2019年6月20日木曜日

続「東洋人と西洋人の思考スタイルの違いをコンテクスト(文脈)に基づく新しい理論で説明」

 前回の記事で、Norhayati Zakaria先生との共著である Explanations for cultural differences in thinking: Easterners dialectical thinking and Westerners linear thinking.を、私の大学からプレスリリースしていただいたことを述べたが、これは、大学ホームページに研究紹介として改めて掲載されている。

 恥ずかしながら、このレビュー・理論論文が掲載されるまでにはかなりの紆余曲折がある。最も初期のアイデアは、2012年に札幌で開催されたCogSci2012において発表されている。
リサーチクエスチョンは、西洋人が比較的ルールに依拠して矛盾を嫌うが、東洋人は矛盾があってもそれを弁証的に受容しやすいという文化差をどのように説明するかである。これまでは、前回の記事にもあるように、「西洋の個人主義・東洋の集団主義」や、「西洋のギリシャ哲学・東洋の陰陽思想」という区分で説明されてきた。当初は、それに西洋の低コンテクスト文化・東洋の高コンテクスト文化という区分でも説明できますよというスタンスだったが、これでは主張として弱いということが問題だった。最大の難点は、エドワード・ホールが主張する西洋の低コンテクスト・東洋の高コンテクストという区分について、心理学的な実験・調査による証拠が少ないということである。

 しかし、2012年の学会発表以降、このような証拠が次々に集まりだし、また、これまで「西洋の個人主義・東洋の集団主義」と解釈されてきた研究が、コンテクストの高低の証拠とみなせたりするなど、証拠固めが進められてきた。

 さらに、ホールの理論がコミュニケーションの理論にとどまっていたのに対し、私たちはこれをビッグ・ヒストリーの理論として発展させた。

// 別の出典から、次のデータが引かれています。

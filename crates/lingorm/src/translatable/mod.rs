//! Translation lifecycle: copying values between translatable objects and
//! their per-locale translation rows.

mod context;
mod helper;
mod manager;
mod repository;

pub use context::TranslationContext;
pub use helper::{SyncOutcome, TranslationHelper};
pub use manager::TranslatableManager;
pub use repository::{InMemoryTranslationRepository, ObjectManager, TranslationRepository, UnitOfWork};
impl TranslationJoin {
    /// Left join of `alias.association` in the current locale.
    pub fn new(path: impl Into<String>) -> Self {
        Self {
            path: path.into(),
            join_type: JoinKind::Left.as_str().to_string(),
            locale: None,
            alias: None,
            locale_parameter: None,
        }
    }

    /// Join type by name (`INNER` or `LEFT`).
    pub fn join_type(mut self, join_type: impl Into<String>) -> Self {
        self.join_type = join_type.into();
        self
    }

    /// Join type.
    pub fn kind(self, kind: JoinKind) -> Self {
        self.join_type(kind.as_str())
    }

    /// Locale of the joined rows instead of the current locale.
    pub fn locale(mut self, locale: impl Into<String>) -> Self {
        self.locale = Some(locale.into());
        self
    }

    /// Alias of the joined rows instead of the generated one.
    pub fn alias(mut self, alias: impl Into<String>) -> Self {
        self.alias = Some(alias.into());
        self
    }

    /// Name of the locale parameter instead of the generated one.
    pub fn locale_parameter(mut self, name: impl Into<String>) -> Self {
        self.locale_parameter = Some(name.into());
        self
    }
}

/// Target of a translation join already added to the query.
#[derive(Debug, Clone, PartialEq, Eq)]
struct JoinedTranslation {
    parent: String,
    association: String,
    locale: Option<String>,
}

/// Where a field of an aliased class lives.
enum FieldLocation {
    /// A column or association of the class itself.
    Own { is_collection: bool },
    /// A field of the translation rows reached through `association`.
    Translated {
        association: String,
        field: String,
        identifier: String,
        is_collection: bool,
    },
}

/// Query builder wrapper adding translatable joins, predicates and ordering.
///
/// Locale settings are captured when the wrapper is created. Every other
/// builder operation is reachable through `Deref`.
pub struct TranslatableQueryBuilder<'m, Q: QueryBuilder = DqlQueryBuilder> {
    inner: Q,
    metadata: &'m MetadataFactory<TranslatableDriver>,
    config: TranslatableConfig,
    translation_joins: HashMap<String, JoinedTranslation>,
    collection_joins: HashMap<(String, String), String>,
    hidden_selects: HashMap<(String, String, Option<String>), String>,
}

impl<Q: QueryBuilder + std::fmt::Debug> std::fmt::Debug for TranslatableQueryBuilder<'_, Q> {
    fn fmt(&self, f: &mut std::fmt::Formatter<'_>) -> std::fmt::Result {
        f.debug_struct("TranslatableQueryBuilder")
            .field("inner", &self.inner)
            .field("config", &self.config)
            .field("translation_joins", &self.translation_joins)
            .field("collection_joins", &self.collection_joins)
            .field("hidden_selects", &self.hidden_selects)
            .finish_non_exhaustive()
    }
}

つまり、67万年前のホモ・サピエンスの拡散から、地勢的・生態学的な要因によって文化多様性が生じたとするアプローチの中に位置づけることを試みたわけである。私の中では、ジャレド・ダイアモンドの『銃・病原菌・鉄』は憧れの書なのである。概して、低コンテクスト文化は異文化交流時など、コンテクストを利用できない状況で形成される。歴史的には、異文化交流が頻繁な状況で低コンテクスト文化が形成されやすいわけである。しかし、異文化交流の結果、一つの文化に統一されれば、再度高コンテクスト文化に移行する。地勢的・生態学的に説明すれば、資源や産物の偏在があれば異文化交流は活発になるが、大きな平野に稠密な人口などがあると、一つの文化に統一されやすいということだ。これは下の図にフローチャートで示されるが、ギリシャやローマは典型的な前者であり、中国は後者になる。中国は多くの異民族の侵入に悩まされたが、漢文化として統一されている。そして、ギリシャでは矛盾を許さない論理学の伝統が生まれ、中国では陰と陽は表裏一体という思想が生まれたわけである。これらは、日本心理学会が発行している『心理学ワールド』においても解説されている。

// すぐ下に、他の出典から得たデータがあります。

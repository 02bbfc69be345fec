//! Generic extended class metadata.

use std::collections::BTreeMap;

use serde_json::Value as JsonValue;

/// Extended metadata types built per class by a mapping driver.
pub trait ExtendedMetadata: Send + Sync + 'static {
    /// Create empty metadata for a class.
    fn for_class(class_name: &str) -> Self
    where
        Self: Sized;

    /// Name of the described class.
    fn class_name(&self) -> &str;
}

/// Key/value store attached to a class, scoped three ways: class level,
/// per property and per method.
///
/// Every `add_*` call is an upsert: the last value written under an index
/// wins. Lookups return `None` for absent indexes, so a stored `false` or
/// `null` is never confused with absence.
#[derive(Debug, Clone, Default, PartialEq)]
pub struct ClassMetadata {
    class_name: String,
    class_metadata: BTreeMap<String, JsonValue>,
    property_metadata: BTreeMap<String, BTreeMap<String, JsonValue>>,
    method_metadata: BTreeMap<String, BTreeMap<String, JsonValue>>,
}

impl ClassMetadata {
    /// Create empty metadata for a class.
    pub fn new(class_name: impl Into<String>) -> Self {
        Self {
            class_name: class_name.into(),
            ..Default::default()
        }
    }

    /// Name of the described class.
    pub fn class_name(&self) -> &str {
        &self.class_name
    }

    /// Store `value` under `index` at class level.
    pub fn add_class_metadata(
        &mut self,
        index: impl Into<String>,
        value: impl Into<JsonValue>,
    ) -> &mut Self {
        self.class_metadata.insert(index.into(), value.into());
        self
    }

    /// Check if a class-level value exists under `index`.
    pub fn has_class_metadata(&self, index: &str) -> bool {
        self.class_metadata.contains_key(index)
    }

    /// Class-level value under `index`.
    pub fn class_metadata(&self, index: &str) -> Option<&JsonValue> {
        self.class_metadata.get(index)
    }

    /// All class-level values.
    pub fn all_class_metadata(&self) -> &BTreeMap<String, JsonValue> {
        &self.class_metadata
    }

    /// Store `value` under `index` for `property`.
    pub fn add_property_metadata(
        &mut self,
        property: impl Into<String>,
        index: impl Into<String>,
        value: impl Into<JsonValue>,
    ) -> &mut Self {
        self.property_metadata
            .entry(property.into())
            .or_default()
            .insert(index.into(), value.into());
        self
    }

    /// Check if `property` has a value under `index`.
    pub fn has_property_metadata(&self, property: &str, index: &str) -> bool {
        self.property_metadata(property, index).is_some()
    }

    /// Value stored under `index` for `property`.
    pub fn property_metadata(&self, property: &str, index: &str) -> Option<&JsonValue> {
        self.property_metadata
            .get(property)
            .and_then(|values| values.get(index))
    }

    /// All property-level values, keyed by property then index.
    pub fn all_property_metadata(&self) -> &BTreeMap<String, BTreeMap<String, JsonValue>> {
        &self.property_metadata
    }

    /// Store `value` under `index` for `method`.
    pub fn add_method_metadata(
        &mut self,
        method: impl Into<String>,
        index: impl Into<String>,
        value: impl Into<JsonValue>,
    ) -> &mut Self {
        self.method_metadata
            .entry(method.into())
            .or_default()
            .insert(index.into(), value.into());
        self
    }

    /// Check if `method` has a value under `index`.
    pub fn has_method_metadata(&self, method: &str, index: &str) -> bool {
        self.method_metadata(method, index).is_some()
    }

    /// Value stored under `index` for `method`.
    pub fn method_metadata(&self, method: &str, index: &str) -> Option<&JsonValue> {
        self.method_metadata
            .get(method)
            .and_then(|values| values.get(index))
    }

    /// All method-level values, keyed by method then index.
    pub fn all_method_metadata(&self) -> &BTreeMap<String, BTreeMap<String, JsonValue>> {
        &self.method_metadata
    }
}

impl ExtendedMetadata for ClassMetadata {
    fn for_class(class_name: &str) -> Self {
        ClassMetadata::new(class_name)
    }

    fn class_name(&self) -> &str {
        &self.class_name
    }
}

#[cfg(test)]
mod tests {
    use super::*;
    use serde_json::json;

    #[test]
    fn test_class_metadata_upsert() {
        let mut metadata = ClassMetadata::new("Article");
        metadata
            .add_class_metadata("cache", true)
            .add_class_metadata("cache", false);

        assert!(metadata.has_class_metadata("cache"));
        assert_eq!(metadata.class_metadata("cache"), Some(&json!(false)));
        assert_eq!(metadata.all_class_metadata().len(), 1);
    }

    #[test]
    fn test_falsy_value_is_not_absence() {
        let mut metadata = ClassMetadata::new("Article");
        metadata.add_property_metadata("title", "nullable", JsonValue::Null);

        assert!(metadata.has_property_metadata("title", "nullable"));
        assert_eq!(
            metadata.property_metadata("title", "nullable"),
            Some(&JsonValue::Null)
        );
        assert!(!metadata.has_property_metadata("title", "length"));
        assert_eq!(metadata.property_metadata("title", "length"), None);
        assert_eq!(metadata.property_metadata("missing", "nullable"), None);
    }

    #[test]
    fn test_scopes_are_independent() {
        let mut metadata = ClassMetadata::new("Article");
        metadata
            .add_class_metadata("name", "class")
            .add_property_metadata("name", "name", "property")
            .add_method_metadata("name", "name", "method");

        assert_eq!(metadata.class_metadata("name"), Some(&json!("class")));
        assert_eq!(metadata.property_metadata("name", "name"), Some(&json!("property")));
        assert_eq!(metadata.method_metadata("name", "name"), Some(&json!("method")));
        assert!(!metadata.has_method_metadata("title", "name"));
    }

    #[test]
    fn test_property_metadata_last_write_wins() {
        let mut metadata = ClassMetadata::new("Article");
        metadata
            .add_property_metadata("title", "target", "title")
            .add_property_metadata("title", "length", 255)
            .add_property_metadata("title", "target", "headline");

        assert_eq!(metadata.property_metadata("title", "target"), Some(&json!("headline")));
        assert_eq!(metadata.all_property_metadata()["title"].len(), 2);
        assert_eq!(metadata.class_name(), "Article");
    }
}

 人々の世界観や思考スタイルを、地勢的・生態学的な要因で説明するのは、遺伝子から一足飛びにその人物の知能や行動を説明するような飛躍があるかもしれない。ホモ・サピエンスは、哲学的伝統だけではなく、それぞれの地域においてさまざまな文化スタイルや経済システムあるいは制度を作り上げてきた。それらが、複雑にからみあって、高コンテクスト・低コンテクストという文化の違いや、思考スタイルの好みが生まれてきているのだろうとは思う。しかし、民族の遺伝的な違いという要因を考慮せずに文化差が説明できるというジャレド・ダイアモンドに代表されるこのアプローチは、非常に魅力的なのだ。